This map shows Land Districts and Offices in charge of selling Western land--a primary income source for the Federal government which helped keep taxes and tariffs low. Some land agents, however, were corrupt and scandals common. Individual speculators and organized stock companies borrowed money to buy vast tracts of land in the hopes of selling at inflated prices to settlers. But most settlers could not afford the asking prices, the speculators and companies often could not pay their loans. The result was financial failure and instability on one hand and a huge pent-up demand for cheaper land. The Land Act of 1820 was meant to address both problems.
The Land Act of 1820 is a nearly forgotten piece of legislation passed by Congress which opened the Old Northwest Territory and Missouri to an avalanche of new settlement. It was a byproduct of the Missouri Compromise.
Population growth in the West was stymied by the almost constant bloody Indian warfare in the region from the end of the Revolution through the War of 1812 and by the high land prices and large minimum parcels required by the Land Ordinance of 1785.
When a financial panic swept the nation in 1819 it became impossible for most would-be settlers to borrow the money needed to legally buy the land. To escape high land prices mostly Scotch-Irish pioneers often pushed out ahead of land surveyors and squatted on land. When the government caught up with them they argued that their improvements on the land should be subtracted from the cost. They were often displaced and pushed further west.
To make settlement more affordable and thus to reduce squatting, the new act reduced the minimum tract from 160 to 80 acres, a manageable family farm in the generally rich soil of the West.
Buying land exclusively on credit—as was common among land speculators—was eliminated. The price was reduced from $1.65 (set in 1804) to $1.25 per acre with a relatively affordable $100 down payment. The very poorest, who probably could not even afford the necessary tools and equipment to bring the land into production, were excluded, but the cost was low enough to be manageable by many.
In the end most of the farmland in the region sold at, or not much above the Federal price. The success of the policy was astounding. Illinois, for instance, had a population of about 55,000 in 1820. Over the next 40 years the population doubled every ten years to almost 900,000 in 1860.
Land sales were vigorous enough that even at the reduced price enough revenue was generated to operate the nearly skeletal Federal government. In fact, they provided enough income that they were largely responsible for the Federal Debt being completely paid off and retired—if only briefly—during the administration of Andrew Jackson.
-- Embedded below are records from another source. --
//! Passive service discovery — UDP broadcast announcements.
//!
//! Host agents advertise themselves by broadcasting one JSON datagram per
//! announcement interval:
//!
//! ```json
//! {"app": "Hookshot", "hostname": "MEDIA-PC", "host": "192.168.1.20", "port": 8080}
//! ```
//!
//! [`DiscoveryListener::start`] binds the UDP port and spawns exactly one
//! receive loop, which parses each datagram, filters on the expected
//! application name (case-insensitive), and forwards matches onto an mpsc
//! channel in datagram arrival order. There is no handshake and no
//! acknowledgment; delivery is best-effort, at most once per broadcast.
//!
//! Per-datagram failures are logged and skipped — a stray or garbled
//! packet never takes the listener down. A socket-level failure is
//! reported once and ends the loop; restarting is the owner's call. The
//! channel closing (either side) is the stop signal: `stop()` cancels the
//! loop and the loop exits when every receiver is gone.

use std::io;
use std::net::SocketAddr;

use serde::{Deserialize, Serialize};
use tokio::net::UdpSocket;
use tokio::sync::mpsc;
use tokio::task::JoinHandle;
use tokio_util::sync::CancellationToken;
use tracing::{debug, error, warn};

use crate::addr::HostAddr;

/// The UDP port Hookshot agents broadcast on.
pub const DEFAULT_DISCOVERY_PORT: u16 = 2999;

/// The application name Hookshot agents announce themselves with.
pub const DEFAULT_APP_NAME: &str = "Hookshot";

/// One parsed discovery announcement. Ephemeral: the listener keeps no
/// state across datagrams, and deduplication against already-known hosts
/// is the consumer's concern.
#[derive(Debug, Clone, PartialEq, Eq, Serialize, Deserialize)]
pub struct Announcement {
    /// Application identity, matched case-insensitively against the
    /// listener's expected name.
    pub app: String,
    /// The agent machine's self-reported hostname.
    pub hostname: String,
    /// Host or IP the agent is reachable at.
    pub host: String,
    /// The agent's HTTP port.
    pub port: u16,
}

impl Announcement {
    /// The address to direct RPC calls at.
    pub fn addr(&self) -> HostAddr {
        HostAddr::new(self.host.clone(), self.port)
    }
}

/// Handle to a running discovery receive loop.
///
/// Two states: constructing one via [`start`](Self::start) is the
/// `Stopped → Listening` transition; [`stop`](Self::stop), a fatal socket
/// error, or all receivers dropping is `Listening → Stopped`. The loop
/// never restarts itself.
#[derive(Debug)]
pub struct DiscoveryListener {
    local_addr: SocketAddr,
    shutdown: CancellationToken,
    task: JoinHandle<()>,
}

impl DiscoveryListener {
    /// Bind `0.0.0.0:port` for any-source datagrams and start the receive
    /// loop, expecting announcements from `app`.
    ///
    /// Returns the listener handle and the announcement channel. Pass
    /// port `0` to let the OS pick (useful under test); the bound port is
    /// available from [`local_addr`](Self::local_addr).
    pub async fn start(
        port: u16,
        app: impl Into<String>,
    ) -> io::Result<(Self, mpsc::Receiver<Announcement>)> {
        let app = app.into();
        let socket = UdpSocket::bind(("0.0.0.0", port)).await?;
        let local_addr = socket.local_addr()?;
        debug!("discovery: listening on {local_addr} for app '{app}'");

        let (events, receiver) = mpsc::channel(16);
        let shutdown = CancellationToken::new();
        let task = tokio::spawn(receive_loop(socket, app, events, shutdown.clone()));

        Ok((
            Self {
                local_addr,
                shutdown,
                task,
            },
            receiver,
        ))
    }

    /// The bound socket address.
    pub fn local_addr(&self) -> SocketAddr {
        self.local_addr
    }

    /// `true` while the receive loop is running.
    pub fn is_listening(&self) -> bool {
        !self.task.is_finished()
    }

    /// Stop the receive loop and wait for it to exit. Unblocks a pending
    /// receive deterministically; no datagram needs to arrive.
    pub async fn stop(self) {
        self.shutdown.cancel();
        let _ = self.task.await;
    }
}

async fn receive_loop(
    socket: UdpSocket,
    app: String,
    events: mpsc::Sender<Announcement>,
    shutdown: CancellationToken,
) {
    let mut buf = vec![0u8; 2048];
    loop {
        let (len, from) = tokio::select! {
            () = shutdown.cancelled() => break,
            received = socket.recv_from(&mut buf) => match received {
                Ok(r) => r,
                Err(e) => {
                    error!("discovery: receive failed on {:?}: {e}", socket.local_addr());
                    break;
                }
            },
        };

        let Some(announcement) = parse(&buf[..len], from) else {
            continue;
        };

        // Announcements from other applications share the port; drop them.
        if !announcement.app.eq_ignore_ascii_case(&app) {
            continue;
        }

        debug!(
            "discovery: {} ({}) announced from {from}",
            announcement.hostname,
            announcement.addr()
        );

        tokio::select! {
            () = shutdown.cancelled() => break,
            sent = events.send(announcement) => {
                if sent.is_err() {
                    // Every receiver is gone; nobody is left to tell.
                    break;
                }
            }
        }
    }
    debug!("discovery: listener stopped");
}

fn parse(payload: &[u8], from: SocketAddr) -> Option<Announcement> {
    match serde_json::from_slice(payload) {
        Ok(announcement) => Some(announcement),
        Err(e) => {
            warn!("discovery: ignoring malformed datagram from {from}: {e}");
            None
        }
    }
}

// ── Tests ─────────────────────────────────────────────────────────────────────
//! Environment selection.
use serde::{Deserialize, Serialize};
use std::str::FromStr;
use thiserror::Error;

/// ZATCA environment. Selects the code-signing template marker embedded in
/// the CSR:
/// - `NonProduction`: the integration sandbox.
/// - `Simulation`: the simulation test environment.
/// - `Production`: live.
#[derive(Debug, Clone, Copy, Default, PartialEq, Eq, Serialize, Deserialize)]
pub enum EnvironmentType {
    #[default]
    NonProduction,
    Simulation,
    Production,
}

/// Error returned when parsing an [`EnvironmentType`] from a string.
#[derive(Debug, Clone, PartialEq, Eq, Error)]
pub enum EnvironmentParseError {
    #[error("invalid environment type: {input}")]
    Invalid { input: String },
}

impl FromStr for EnvironmentType {
    type Err = EnvironmentParseError;
    fn from_str(env: &str) -> Result<EnvironmentType, EnvironmentParseError> {
        match env.to_ascii_lowercase().as_str() {
            "non_production" => Ok(EnvironmentType::NonProduction),
            "simulation" => Ok(EnvironmentType::Simulation),
            "production" => Ok(EnvironmentType::Production),
            _ => Err(EnvironmentParseError::Invalid {
                input: env.to_string(),
            }),
        }
    }
}

impl EnvironmentType {
    pub fn as_str(&self) -> &'static str {
        match self {
            EnvironmentType::NonProduction => "non_production",
            EnvironmentType::Simulation => "simulation",
            EnvironmentType::Production => "production",
        }
    }
}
Such a rapid explosion for population also had a dramatic effect on government as new Congressional seats were allotted with every new Census giving the West considerable regional clout. By the eve of the Civil War the states covered by the act were no longer on the frontier. They were well settled, prosperous, and with the advantages of easy access to markets via the great river systems and the new railroads, became the breadbasket to the nation.